The mambo that was born at the Palladium was far from being strictly ballroom-based, however, even though a ballroom-based mambo was being developed simultaneously. Indeed, a diverse array of dancers and movement styles converged in the Palladium, and mambo became a confluence of many of these dances, most of which were not Latin in origin. As Hutchinson has noted, Augie and Margo Rodríguez blended ballet and mambo, flamenco styling, and ballroom-derived acrobatic lifts. Jazz dancer Jo-Jo Smith created a unique style of mambo jazz. Luis “Máquina” Flores borrowed moves from the Cuban rumba. “Killer” Joe Piro drew on Lindy-hop and jitterbug when he taught mambo at the Palladium. Pedro Aguilar (known as “Cuban Pete”) combined traditional rumba and freestyle with tap, jazz, acrobatics and even rock-and-roll dances (31). This was perhaps mambo’s greatest accomplishment: no matter the nationality or ethnicity of the dancer, they could add something new to the mambo.

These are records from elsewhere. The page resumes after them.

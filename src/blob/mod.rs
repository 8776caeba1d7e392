//! The `BlobClient` capability (§6) and an in-memory reference double.
//!
//! The concrete wire protocol of any real remote store is out of scope for
//! this crate — production code would plug in a client backed by whatever
//! HTTP SDK it prefers. `InMemoryBlobStore` exists solely so the engine's
//! own test suite (and the demo binary) can exercise upload/download/copy
//! without a network dependency.

mod memory;

pub use memory::InMemoryBlobStore;

use crate::error::Result;
use crate::location::BlobType;
use async_trait::async_trait;
use std::collections::HashMap;

/// Metadata returned by `fetch_metadata`.
#[derive(Debug, Clone)]
pub struct BlobMetadata {
    pub length: u64,
    pub content_md5: Option<[u8; 16]>,
    pub blob_type: BlobType,
    pub metadata: HashMap<String, String>,
}

/// Status returned by `get_copy_status` while a server-side copy is polled.
#[derive(Debug, Clone, PartialEq, Eq)]
pub enum CopyStatus {
    Pending,
    Success,
    Failed(String),
    Aborted,
}

/// Snapshot of an in-progress or finished server-side copy.
#[derive(Debug, Clone)]
pub struct CopyStatusSnapshot {
    pub status: CopyStatus,
    pub bytes_copied: u64,
    pub total_bytes: u64,
    pub status_description: String,
}

/// One entry returned from a segmented container listing.
#[derive(Debug, Clone)]
pub struct ListedBlob {
    pub name: String,
    pub length: u64,
    pub is_directory_marker: bool,
}

/// A page of `listBlobsSegmented` results plus the token for the next page.
#[derive(Debug, Clone)]
pub struct ListSegment {
    pub entries: Vec<ListedBlob>,
    pub next_token: Option<String>,
}

/// The capability the engine consumes from the remote-store collaborator.
///
/// Every operation is cancellable (callers pass a `tokio_util`-style
/// cancellation check themselves around the `.await`) and idempotent where
/// the docstring says so.
#[async_trait]
pub trait BlobClient: Send + Sync {
    /// Fetch metadata for a blob or container; `403`/`404` on a
    /// container-level probe are soft-failures the caller may treat as
    /// "does not exist yet" rather than a hard error.
    async fn fetch_metadata(&self, blob_or_container: &str) -> Result<Option<BlobMetadata>>;

    /// Upload one block. Idempotent per `block_id`.
    async fn put_block(
        &self,
        blob: &str,
        block_id: &str,
        offset: u64,
        bytes: &[u8],
        md5: Option<[u8; 16]>,
    ) -> Result<()>;

    /// Commit a previously-uploaded block list as the blob's final content.
    async fn commit_block_list(&self, blob: &str, block_ids: &[String], overwrite: bool) -> Result<()>;

    /// Write bytes at `offset` for a page or append blob.
    async fn put_page_or_append(&self, blob: &str, offset: u64, bytes: &[u8]) -> Result<()>;

    /// Read `length` bytes starting at `offset`.
    async fn get_range(&self, blob: &str, offset: u64, length: u64) -> Result<Vec<u8>>;

    /// Start a server-side copy; returns an opaque `copy_id`.
    async fn start_server_copy(&self, src: &str, dst: &str) -> Result<String>;

    /// Poll the status of a previously started server-side copy.
    async fn get_copy_status(&self, blob: &str) -> Result<CopyStatusSnapshot>;

    /// Produce a read-only SAS URI valid for `lifetime`.
    async fn generate_read_sas(&self, blob: &str, lifetime: std::time::Duration) -> Result<String>;

    /// List one segment of a container's contents.
    async fn list_blobs_segmented(
        &self,
        prefix: &str,
        delimiter: Option<char>,
        continuation_token: Option<&str>,
    ) -> Result<ListSegment>;
}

Furthermore, this eclectic combination of styles made it very hard for ballroom to do what it does best: codify and standardize, leaving little room for improvisation. The mambo born in the ballroom of the Palladium was always feeding off from new dances, new styles, and new moves. It was unruly, much like the actual dances from Latin America, and like the waltz and polka had been on the previous century. And this unruliness is what ballroom instructors avoided.
It is important to note that the mambo that was danced in the ’50s at the Palladium is not the mambo (salsa on 2) that we know today. Indeed, “the on-2 and on-1 counting systems are recent phenomena dating back no further than the 1980s” (Hutchinson 9). But the mambo of the Palladium did set the stage for what would come later: “Palladium dancers’ combination of ballroom dance, ballet, flamenco, tap, Lindy Hop, and rumba laid the foundations for today’s eclectic on-2 style” (Hutchinson 32).
Though mambo had not come from anywhere in Latin America, it did not need to, in order to be considered “Latin.” As we have seen, in the context of the U.S., the Latin dances never were truthful renditions of the dances practiced in Latin America.
All a dance needed in order to be “Latin”, then, was simply to evoke the (Western) idea of Latin America: an atmosphere with no history, no flag, no border that — unconsciously or not — felt familiar to dancers (because they were being taught dances that had been developed in the U.S. to adjust to their aesthetics) and yet foreign (because it highlighted sensuality, passion: things that middle class people were not afforded to experience in other ballroom dances).
One might argue, then, that mambo was “Latin” because it grew out of the ballroom setting — again, let’s not forget that the Palladium was a ballroom. And like the Latin dances of ballroom, mambo, even as it was unruly, was very far off from any dance in Latin America at the same time that it evoked certain stereotypical “Latin sensibilities” in dancers. That’s all a dance needed, at the time, to be considered “Latin.” Geographical accuracy had never mattered, nor had people cared. The fact that a Puerto Rican such as Pedro Aguilar was known as “Cuban Pete,” is a perfect example of this. To U.S. people, Latin America was a borderless region of interchangeable parts. And this conception of Latin America has not escaped today’s times. For instance, Cuban actor William Levy has also been called the “the Brad Pitt of Mexico.”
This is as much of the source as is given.